O câncer de endométrio é o tumor ginecológico mais comum em países desenvolvidos, afetando principalmente mulheres pós-menopausa. O estadiamento é cirúrgico e a conduta depende de fatores histopatológicos, como tipo histológico, grau de diferenciação e profundidade de invasão miometrial. A identificação de grupos de baixo, intermediário e alto risco é fundamental para guiar a extensão da cirurgia e a necessidade de terapias adjuvantes. O carcinoma endometrióide grau 1 com invasão miometrial superficial e estroma do colo livre é classificado como de baixo risco para metástase linfonodal. Nesses casos, a histerectomia total e salpingooforectomia bilateral são suficientes para o tratamento e estadiamento, sem a necessidade de linfadenectomia pélvica ou para-aórtica, que aumentaria a morbidade sem benefício oncológico adicional. A avaliação intraoperatória é crucial para essa decisão. A decisão de realizar ou não a linfadenectomia deve ser individualizada, baseada nos achados histopatológicos intraoperatórios e nos critérios de risco. A omentectomia é reservada para casos de alto risco ou suspeita de doença extrauterina.

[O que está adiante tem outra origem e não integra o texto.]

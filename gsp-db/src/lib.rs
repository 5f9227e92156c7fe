//! Labeled-array packaging and write-once persistence for GSP datasets.
//!
//! A [`DatasetBuilder`] wraps a [`MultiSiteDataset`] (or a single
//! [`NormalizedSiteSeries`]) into a [`LabeledArray`] with a time dimension,
//! a `gsp_id` dimension for multi-site tables, a `power` data variable and
//! descriptive attributes. [`DatasetBuilder::persist`] writes it to a SQLite
//! file only if nothing exists at the destination yet.
//!
//! # Usage
//!
//! ```no_run
//! use gsp_core::config::PipelineConfig;
//! use gsp_core::dataset::MultiSiteDataset;
//! use gsp_db::{DatasetBuilder, PersistOutcome};
//! use std::path::Path;
//!
//! let config = PipelineConfig::default();
//! let dataset = MultiSiteDataset::empty(config.frequency);
//! let builder = DatasetBuilder::new(&config);
//! let array = builder.build_multi(&dataset);
//! let outcome = builder.persist(&array, Path::new("gsp.sqlite")).unwrap();
//! assert!(matches!(outcome, PersistOutcome::Written | PersistOutcome::Skipped));
//! ```
//!
//! # Tables
//!
//! See [`schema::create_schema`] for the on-disk layout.

pub mod error;
pub mod models;
pub mod reader;
pub mod schema;
pub mod writer;

pub use error::PersistenceError;
pub use models::{LabeledArray, PersistOutcome};
pub use reader::read_dataset;

use gsp_core::config::{PipelineConfig, TimeBasis, Timezone};
use gsp_core::dataset::MultiSiteDataset;
use gsp_core::grid::Frequency;
use gsp_core::series::NormalizedSiteSeries;
use gsp_core::site::{CoordinateLookup, NoCoordinates, SiteCoordinates};
use gsp_utils::dates::format_timestamp;
use models::{Dimension, POWER_VARIABLE, SITE_DIMENSION};
use std::collections::BTreeMap;
use std::path::Path;

/// Builds labeled arrays from aligned tables and persists them.
pub struct DatasetBuilder<'a> {
    description: String,
    time_basis: TimeBasis,
    timezone: Timezone,
    lookup: &'a dyn CoordinateLookup,
}

impl<'a> DatasetBuilder<'a> {
    pub fn new(config: &PipelineConfig) -> Self {
        DatasetBuilder {
            description: config.description.clone(),
            time_basis: config.time_basis,
            timezone: config.timezone,
            lookup: &NoCoordinates,
        }
    }

    pub fn with_lookup(mut self, lookup: &'a dyn CoordinateLookup) -> Self {
        self.lookup = lookup;
        self
    }

    pub fn with_description(mut self, description: impl Into<String>) -> Self {
        self.description = description.into();
        self
    }

    /// A (time, gsp_id) array with one column per site.
    pub fn build_multi(&self, dataset: &MultiSiteDataset) -> LabeledArray {
        let time = self.time_dimension(dataset.timestamps().iter());
        let sites = Dimension::new(SITE_DIMENSION, dataset.sites().to_vec());
        LabeledArray {
            name: POWER_VARIABLE.to_string(),
            dims: vec![time, sites],
            values: dataset.to_row_major(),
            attrs: self.attributes(dataset.frequency()),
            site_coordinates: self.coordinates(dataset.sites()),
        }
    }

    /// A one-dimensional time array for a single site. The site id is kept
    /// in the `gsp_id` attribute.
    pub fn build_single(&self, series: &NormalizedSiteSeries) -> LabeledArray {
        let timestamps = series.timestamps();
        let mut attrs = self.attributes(series.grid().step());
        attrs.insert(SITE_DIMENSION.to_string(), series.site_id().to_string());
        LabeledArray {
            name: POWER_VARIABLE.to_string(),
            dims: vec![self.time_dimension(timestamps.iter())],
            values: series.values().to_vec(),
            attrs,
            site_coordinates: self.coordinates(&[series.site_id().to_string()]),
        }
    }

    /// Write `array` to `dest` unless `dest` already exists.
    pub fn persist(
        &self,
        array: &LabeledArray,
        dest: &Path,
    ) -> Result<PersistOutcome, PersistenceError> {
        writer::persist(array, dest)
    }

    fn time_dimension<'t>(
        &self,
        timestamps: impl Iterator<Item = &'t chrono::NaiveDateTime>,
    ) -> Dimension {
        Dimension::new(
            self.time_basis.dimension_name(),
            timestamps.map(format_timestamp).collect(),
        )
    }

    fn attributes(&self, frequency: Frequency) -> BTreeMap<String, String> {
        BTreeMap::from([
            ("description".to_string(), self.description.clone()),
            ("frequency".to_string(), frequency.to_string()),
            ("time_basis".to_string(), self.time_basis.to_string()),
            ("timezone".to_string(), self.timezone.name().to_string()),
        ])
    }

    fn coordinates(&self, sites: &[String]) -> BTreeMap<String, SiteCoordinates> {
        sites
            .iter()
            .filter_map(|site| self.lookup.lookup(site).map(|c| (site.clone(), c)))
            .collect()
    }
}

#[cfg(test)]
mod tests {
    use super::*;
    use chrono::{NaiveDate, NaiveDateTime};
    use gsp_core::grid::CanonicalGrid;
    use sha3::{Digest, Sha3_384};
    use std::fs;
    use std::path::PathBuf;

    fn at(h: u32, mi: u32) -> NaiveDateTime {
        NaiveDate::from_ymd_opt(2021, 10, 31)
            .unwrap()
            .and_hms_opt(h, mi, 0)
            .unwrap()
    }

    fn scratch_dir(name: &str) -> PathBuf {
        let dir = std::env::temp_dir().join(format!("gsp-db-{}-{}", name, std::process::id()));
        let _ = fs::remove_dir_all(&dir);
        fs::create_dir_all(&dir).unwrap();
        dir
    }

    fn dataset() -> MultiSiteDataset {
        MultiSiteDataset::try_new(
            vec![at(0, 0), at(0, 10)],
            vec!["bolney".to_string(), "ninfield".to_string()],
            vec![vec![Some(1.0), Some(2.0)], vec![None, Some(4.5)]],
            Frequency::default(),
        )
        .unwrap()
    }

    fn fingerprint(path: &Path) -> Vec<u8> {
        let mut hasher = Sha3_384::new();
        hasher.update(fs::read(path).unwrap());
        hasher.finalize().to_vec()
    }

    #[test]
    fn builds_multi_site_array() {
        let config = PipelineConfig::default();
        let array = DatasetBuilder::new(&config).build_multi(&dataset());
        assert_eq!(array.name, "power");
        assert_eq!(array.dims[0].name, "time_local");
        assert_eq!(array.dims[0].labels, vec!["2021-10-31T00:00:00", "2021-10-31T00:10:00"]);
        assert_eq!(array.dims[1].name, "gsp_id");
        assert_eq!(array.get(&[1, 1]), Some(4.5));
        assert_eq!(array.get(&[0, 1]), None);
        assert_eq!(array.attr("description"), Some("Metered power generation (MW) of GSP's"));
        assert_eq!(array.attr("frequency"), Some("10min"));
        assert_eq!(array.attr("time_basis"), Some("local"));
        assert_eq!(array.attr("timezone"), Some("Europe/London"));
        assert!(array.site_coordinates.is_empty());
    }

    #[test]
    fn builds_single_site_array() {
        let config = PipelineConfig {
            time_basis: TimeBasis::Utc,
            ..PipelineConfig::default()
        };
        let grid = CanonicalGrid::from_parts(at(0, 0), Frequency::default(), 3);
        let series =
            NormalizedSiteSeries::new("bolney", grid, vec![Some(1.0), None, Some(3.0)]).unwrap();
        let array = DatasetBuilder::new(&config).build_single(&series);
        assert_eq!(array.shape(), vec![3]);
        assert_eq!(array.dims[0].name, "time_utc");
        assert_eq!(array.attr("gsp_id"), Some("bolney"));
        assert_eq!(array.get(&[2]), Some(3.0));
    }

    #[test]
    fn attaches_known_coordinates() {
        let config = PipelineConfig::default();
        let lookup =
            |site: &str| (site == "bolney").then(|| SiteCoordinates::new(50.99, -0.21));
        let array = DatasetBuilder::new(&config)
            .with_lookup(&lookup)
            .build_multi(&dataset());
        assert_eq!(array.site_coordinates.len(), 1);
        assert_eq!(
            array.site_coordinates.get("bolney"),
            Some(&SiteCoordinates::new(50.99, -0.21))
        );
    }

    #[test]
    fn persist_then_read_back() {
        let dir = scratch_dir("roundtrip");
        let dest = dir.join("gsp.sqlite");
        let config = PipelineConfig::default();
        let lookup = |_: &str| Some(SiteCoordinates::new(51.0, 0.5));
        let builder = DatasetBuilder::new(&config).with_lookup(&lookup);
        let array = builder.build_multi(&dataset());

        assert_eq!(builder.persist(&array, &dest).unwrap(), PersistOutcome::Written);
        let loaded = read_dataset(&dest).unwrap();
        assert_eq!(loaded, array);

        // no staging files left next to the destination
        let leftovers = fs::read_dir(&dir).unwrap().count();
        assert_eq!(leftovers, 1);
        fs::remove_dir_all(&dir).unwrap();
    }

    #[test]
    fn persist_is_write_once() {
        let dir = scratch_dir("write-once");
        let dest = dir.join("gsp.sqlite");
        let config = PipelineConfig::default();
        let builder = DatasetBuilder::new(&config);

        let first = builder.build_multi(&dataset());
        assert_eq!(builder.persist(&first, &dest).unwrap(), PersistOutcome::Written);
        let before = fingerprint(&dest);

        let second = builder
            .with_description("something else")
            .build_multi(&MultiSiteDataset::empty(Frequency::default()));
        let builder = DatasetBuilder::new(&config);
        assert_eq!(builder.persist(&second, &dest).unwrap(), PersistOutcome::Skipped);
        assert_eq!(fingerprint(&dest), before);
        assert_eq!(read_dataset(&dest).unwrap(), first);
        fs::remove_dir_all(&dir).unwrap();
    }

    #[test]
    fn persist_into_missing_directory_fails() {
        let config = PipelineConfig::default();
        let builder = DatasetBuilder::new(&config);
        let array = builder.build_multi(&dataset());
        let dest = std::env::temp_dir()
            .join(format!("gsp-db-missing-{}", std::process::id()))
            .join("nested")
            .join("gsp.sqlite");
        assert!(builder.persist(&array, &dest).is_err());
    }

    #[test]
    fn read_missing_file_fails() {
        assert!(read_dataset(Path::new("/definitely/not/here.sqlite")).is_err());
    }
}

O conhecimento desses critérios é essencial para o residente de ginecologia e oncologia, garantindo um tratamento adequado e minimizando complicações desnecessárias.

Perguntas Frequentes

Quais são os critérios para considerar o câncer de endométrio de baixo risco?

O câncer de endométrio é considerado de baixo risco quando é do tipo endometrióide, grau 1 ou 2, com invasão miometrial menor que 50% e sem invasão do estroma cervical ou metástases.

Por que a linfadenectomia não é indicada em casos de baixo risco de câncer de endométrio?

A linfadenectomia não é indicada em casos de baixo risco devido à baixa probabilidade de metástases linfonodais e para evitar as morbidades associadas ao procedimento, como linfedema e lesão nervosa.

Qual o papel da avaliação intraoperatória no câncer de endométrio?

A avaliação intraoperatória, geralmente por congelação, é crucial para determinar o tipo histológico, grau e profundidade de invasão miometrial, guiando a extensão da cirurgia (ex: necessidade de linfadenectomia).